§ **Work request**: Reproduce every record below, character by character.

··········

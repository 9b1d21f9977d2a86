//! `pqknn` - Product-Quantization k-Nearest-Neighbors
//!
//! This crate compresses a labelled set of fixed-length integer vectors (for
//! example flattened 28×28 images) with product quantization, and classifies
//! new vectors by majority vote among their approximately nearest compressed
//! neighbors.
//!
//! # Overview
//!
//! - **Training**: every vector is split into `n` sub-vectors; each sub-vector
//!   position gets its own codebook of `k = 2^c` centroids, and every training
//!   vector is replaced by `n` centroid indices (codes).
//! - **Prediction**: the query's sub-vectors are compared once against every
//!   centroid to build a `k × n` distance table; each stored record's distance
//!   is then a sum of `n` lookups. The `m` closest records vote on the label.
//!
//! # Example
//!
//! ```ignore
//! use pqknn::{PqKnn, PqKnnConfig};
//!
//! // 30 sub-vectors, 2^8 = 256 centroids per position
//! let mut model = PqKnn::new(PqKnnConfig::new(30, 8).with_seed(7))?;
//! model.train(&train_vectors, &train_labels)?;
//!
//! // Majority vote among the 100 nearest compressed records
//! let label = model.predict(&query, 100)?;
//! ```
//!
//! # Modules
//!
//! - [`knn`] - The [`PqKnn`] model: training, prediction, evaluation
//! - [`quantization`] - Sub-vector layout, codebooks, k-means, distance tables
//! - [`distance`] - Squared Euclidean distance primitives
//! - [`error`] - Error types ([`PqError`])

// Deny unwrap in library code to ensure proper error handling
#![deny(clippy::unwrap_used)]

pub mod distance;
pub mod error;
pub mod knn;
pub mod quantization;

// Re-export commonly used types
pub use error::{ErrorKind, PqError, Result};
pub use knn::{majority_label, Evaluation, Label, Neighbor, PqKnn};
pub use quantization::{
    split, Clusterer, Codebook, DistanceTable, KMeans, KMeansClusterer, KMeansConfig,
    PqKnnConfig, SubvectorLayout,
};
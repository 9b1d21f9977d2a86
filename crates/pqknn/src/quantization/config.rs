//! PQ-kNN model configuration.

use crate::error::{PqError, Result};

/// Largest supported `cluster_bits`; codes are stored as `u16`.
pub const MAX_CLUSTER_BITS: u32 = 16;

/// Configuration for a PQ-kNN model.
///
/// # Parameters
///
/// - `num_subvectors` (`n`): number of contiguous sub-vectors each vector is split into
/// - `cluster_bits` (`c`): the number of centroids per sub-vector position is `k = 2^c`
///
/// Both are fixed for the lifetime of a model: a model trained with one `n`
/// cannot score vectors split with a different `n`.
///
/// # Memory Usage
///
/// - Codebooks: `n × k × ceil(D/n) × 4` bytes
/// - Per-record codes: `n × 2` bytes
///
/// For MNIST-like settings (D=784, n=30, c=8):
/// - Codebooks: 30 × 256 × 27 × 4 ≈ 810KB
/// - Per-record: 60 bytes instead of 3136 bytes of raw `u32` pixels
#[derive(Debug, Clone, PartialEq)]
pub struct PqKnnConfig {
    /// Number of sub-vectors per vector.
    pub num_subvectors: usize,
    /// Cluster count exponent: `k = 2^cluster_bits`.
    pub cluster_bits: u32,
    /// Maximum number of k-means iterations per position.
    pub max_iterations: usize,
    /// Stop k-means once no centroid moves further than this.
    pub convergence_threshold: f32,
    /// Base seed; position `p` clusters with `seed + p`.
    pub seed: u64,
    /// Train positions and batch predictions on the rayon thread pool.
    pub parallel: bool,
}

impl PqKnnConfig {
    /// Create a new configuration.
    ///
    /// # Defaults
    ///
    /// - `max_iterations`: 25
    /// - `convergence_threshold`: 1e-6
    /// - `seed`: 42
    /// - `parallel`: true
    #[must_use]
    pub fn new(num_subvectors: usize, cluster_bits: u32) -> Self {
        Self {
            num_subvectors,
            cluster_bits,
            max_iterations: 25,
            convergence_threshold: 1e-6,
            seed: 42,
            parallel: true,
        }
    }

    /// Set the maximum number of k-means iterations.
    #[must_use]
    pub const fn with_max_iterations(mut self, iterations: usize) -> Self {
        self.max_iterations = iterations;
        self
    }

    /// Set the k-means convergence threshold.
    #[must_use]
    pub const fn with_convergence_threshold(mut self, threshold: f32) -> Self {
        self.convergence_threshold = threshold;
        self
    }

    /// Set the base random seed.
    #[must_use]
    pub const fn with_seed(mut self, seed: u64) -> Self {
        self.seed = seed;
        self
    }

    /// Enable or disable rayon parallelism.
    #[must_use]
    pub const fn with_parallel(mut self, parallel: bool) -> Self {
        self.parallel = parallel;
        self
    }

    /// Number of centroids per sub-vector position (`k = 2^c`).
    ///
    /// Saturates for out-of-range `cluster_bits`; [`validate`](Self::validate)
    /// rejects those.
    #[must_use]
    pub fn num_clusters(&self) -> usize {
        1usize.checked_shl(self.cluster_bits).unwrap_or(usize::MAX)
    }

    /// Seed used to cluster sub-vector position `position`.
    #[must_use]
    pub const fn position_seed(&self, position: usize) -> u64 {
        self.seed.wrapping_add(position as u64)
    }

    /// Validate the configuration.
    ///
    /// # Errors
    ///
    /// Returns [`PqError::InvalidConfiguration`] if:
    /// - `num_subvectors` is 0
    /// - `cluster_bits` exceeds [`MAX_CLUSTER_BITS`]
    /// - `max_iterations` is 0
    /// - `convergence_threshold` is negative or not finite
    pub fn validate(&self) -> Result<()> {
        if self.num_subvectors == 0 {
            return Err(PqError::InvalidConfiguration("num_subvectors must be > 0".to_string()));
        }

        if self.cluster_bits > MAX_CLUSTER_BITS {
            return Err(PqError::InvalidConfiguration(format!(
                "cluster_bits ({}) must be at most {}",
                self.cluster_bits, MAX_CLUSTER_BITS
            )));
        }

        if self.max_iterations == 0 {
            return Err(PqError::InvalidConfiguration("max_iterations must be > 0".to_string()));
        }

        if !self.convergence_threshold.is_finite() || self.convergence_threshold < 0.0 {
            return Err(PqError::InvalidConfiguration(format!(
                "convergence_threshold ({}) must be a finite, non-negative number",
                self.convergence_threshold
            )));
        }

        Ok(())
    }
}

··········

§ **Expected output**:
repository 9b1d21f9977d2a86
//! `pqknn` - Product-Quantization k-Nearest-Neighbors
//!
//! This crate compresses a labelled set of fixed-length integer vectors (for
//! example flattened 28×28 images) with product quantization, and classifies
//! new vectors by majority vote among their approximately nearest compressed
//! neighbors.
//!
//! # Overview
//!
//! - **Training**: every vector is split into `n` sub-vectors; each sub-vector
//!   position gets its own codebook of `k = 2^c` centroids, and every training
//!   vector is replaced by `n` centroid indices (codes).
//! - **Prediction**: the query's sub-vectors are compared once against every
//!   centroid to build a `k × n` distance table; each stored record's distance
//!   is then a sum of `n` lookups. The `m` closest records vote on the label.
//!
//! # Example
//!
//! ```ignore
//! use pqknn::{PqKnn, PqKnnConfig};
//!
//! // 30 sub-vectors, 2^8 = 256 centroids per position
//! let mut model = PqKnn::new(PqKnnConfig::new(30, 8).with_seed(7))?;
//! model.train(&train_vectors, &train_labels)?;
//!
//! // Majority vote among the 100 nearest compressed records
//! let label = model.predict(&query, 100)?;
//! ```
//!
//! # Modules
//!
//! - [`knn`] - The [`PqKnn`] model: training, prediction, evaluation
//! - [`quantization`] - Sub-vector layout, codebooks, k-means, distance tables
//! - [`distance`] - Squared Euclidean distance primitives
//! - [`error`] - Error types ([`PqError`])

// Deny unwrap in library code to ensure proper error handling
#![deny(clippy::unwrap_used)]

pub mod distance;
pub mod error;
pub mod knn;
pub mod quantization;

// Re-export commonly used types
pub use error::{ErrorKind, PqError, Result};
pub use knn::{majority_label, Evaluation, Label, Neighbor, PqKnn};
pub use quantization::{
    split, Clusterer, Codebook, DistanceTable, KMeans, KMeansClusterer, KMeansConfig,
    PqKnnConfig, SubvectorLayout,
};
repository 9b1d21f9977d2a86
filename crates/pqknn/src/quantization/config.rs
//! PQ-kNN model configuration.

use crate::error::{PqError, Result};

/// Largest supported `cluster_bits`; codes are stored as `u16`.
pub const MAX_CLUSTER_BITS: u32 = 16;

/// Configuration for a PQ-kNN model.
///
/// # Parameters
///
/// - `num_subvectors` (`n`): number of contiguous sub-vectors each vector is split into
/// - `cluster_bits` (`c`): the number of centroids per sub-vector position is `k = 2^c`
///
/// Both are fixed for the lifetime of a model: a model trained with one `n`
/// cannot score vectors split with a different `n`.
///
/// # Memory Usage
///
/// - Codebooks: `n × k × ceil(D/n) × 4` bytes
/// - Per-record codes: `n × 2` bytes
///
/// For MNIST-like settings (D=784, n=30, c=8):
/// - Codebooks: 30 × 256 × 27 × 4 ≈ 810KB
/// - Per-record: 60 bytes instead of 3136 bytes of raw `u32` pixels
#[derive(Debug, Clone, PartialEq)]
pub struct PqKnnConfig {
    /// Number of sub-vectors per vector.
    pub num_subvectors: usize,
    /// Cluster count exponent: `k = 2^cluster_bits`.
    pub cluster_bits: u32,
    /// Maximum number of k-means iterations per position.
    pub max_iterations: usize,
    /// Stop k-means once no centroid moves further than this.
    pub convergence_threshold: f32,
    /// Base seed; position `p` clusters with `seed + p`.
    pub seed: u64,
    /// Train positions and batch predictions on the rayon thread pool.
    pub parallel: bool,
}

impl PqKnnConfig {
    /// Create a new configuration.
    ///
    /// # Defaults
    ///
    /// - `max_iterations`: 25
    /// - `convergence_threshold`: 1e-6
    /// - `seed`: 42
    /// - `parallel`: true
    #[must_use]
    pub fn new(num_subvectors: usize, cluster_bits: u32) -> Self {
        Self {
            num_subvectors,
            cluster_bits,
            max_iterations: 25,
            convergence_threshold: 1e-6,
            seed: 42,
            parallel: true,
        }
    }

    /// Set the maximum number of k-means iterations.
    #[must_use]
    pub const fn with_max_iterations(mut self, iterations: usize) -> Self {
        self.max_iterations = iterations;
        self
    }

    /// Set the k-means convergence threshold.
    #[must_use]
    pub const fn with_convergence_threshold(mut self, threshold: f32) -> Self {
        self.convergence_threshold = threshold;
        self
    }

    /// Set the base random seed.
    #[must_use]
    pub const fn with_seed(mut self, seed: u64) -> Self {
        self.seed = seed;
        self
    }

    /// Enable or disable rayon parallelism.
    #[must_use]
    pub const fn with_parallel(mut self, parallel: bool) -> Self {
        self.parallel = parallel;
        self
    }

    /// Number of centroids per sub-vector position (`k = 2^c`).
    ///
    /// Saturates for out-of-range `cluster_bits`; [`validate`](Self::validate)
    /// rejects those.
    #[must_use]
    pub fn num_clusters(&self) -> usize {
        1usize.checked_shl(self.cluster_bits).unwrap_or(usize::MAX)
    }

    /// Seed used to cluster sub-vector position `position`.
    #[must_use]
    pub const fn position_seed(&self, position: usize) -> u64 {
        self.seed.wrapping_add(position as u64)
    }

    /// Validate the configuration.
    ///
    /// # Errors
    ///
    /// Returns [`PqError::InvalidConfiguration`] if:
    /// - `num_subvectors` is 0
    /// - `cluster_bits` exceeds [`MAX_CLUSTER_BITS`]
    /// - `max_iterations` is 0
    /// - `convergence_threshold` is negative or not finite
    pub fn validate(&self) -> Result<()> {
        if self.num_subvectors == 0 {
            return Err(PqError::InvalidConfiguration("num_subvectors must be > 0".to_string()));
        }

        if self.cluster_bits > MAX_CLUSTER_BITS {
            return Err(PqError::InvalidConfiguration(format!(
                "cluster_bits ({}) must be at most {}",
                self.cluster_bits, MAX_CLUSTER_BITS
            )));
        }

        if self.max_iterations == 0 {
            return Err(PqError::InvalidConfiguration("max_iterations must be > 0".to_string()));
        }

        if !self.convergence_threshold.is_finite() || self.convergence_threshold < 0.0 {
            return Err(PqError::InvalidConfiguration(format!(
                "convergence_threshold ({}) must be a finite, non-negative number",
                self.convergence_threshold
            )));
        }

        Ok(())
    }
}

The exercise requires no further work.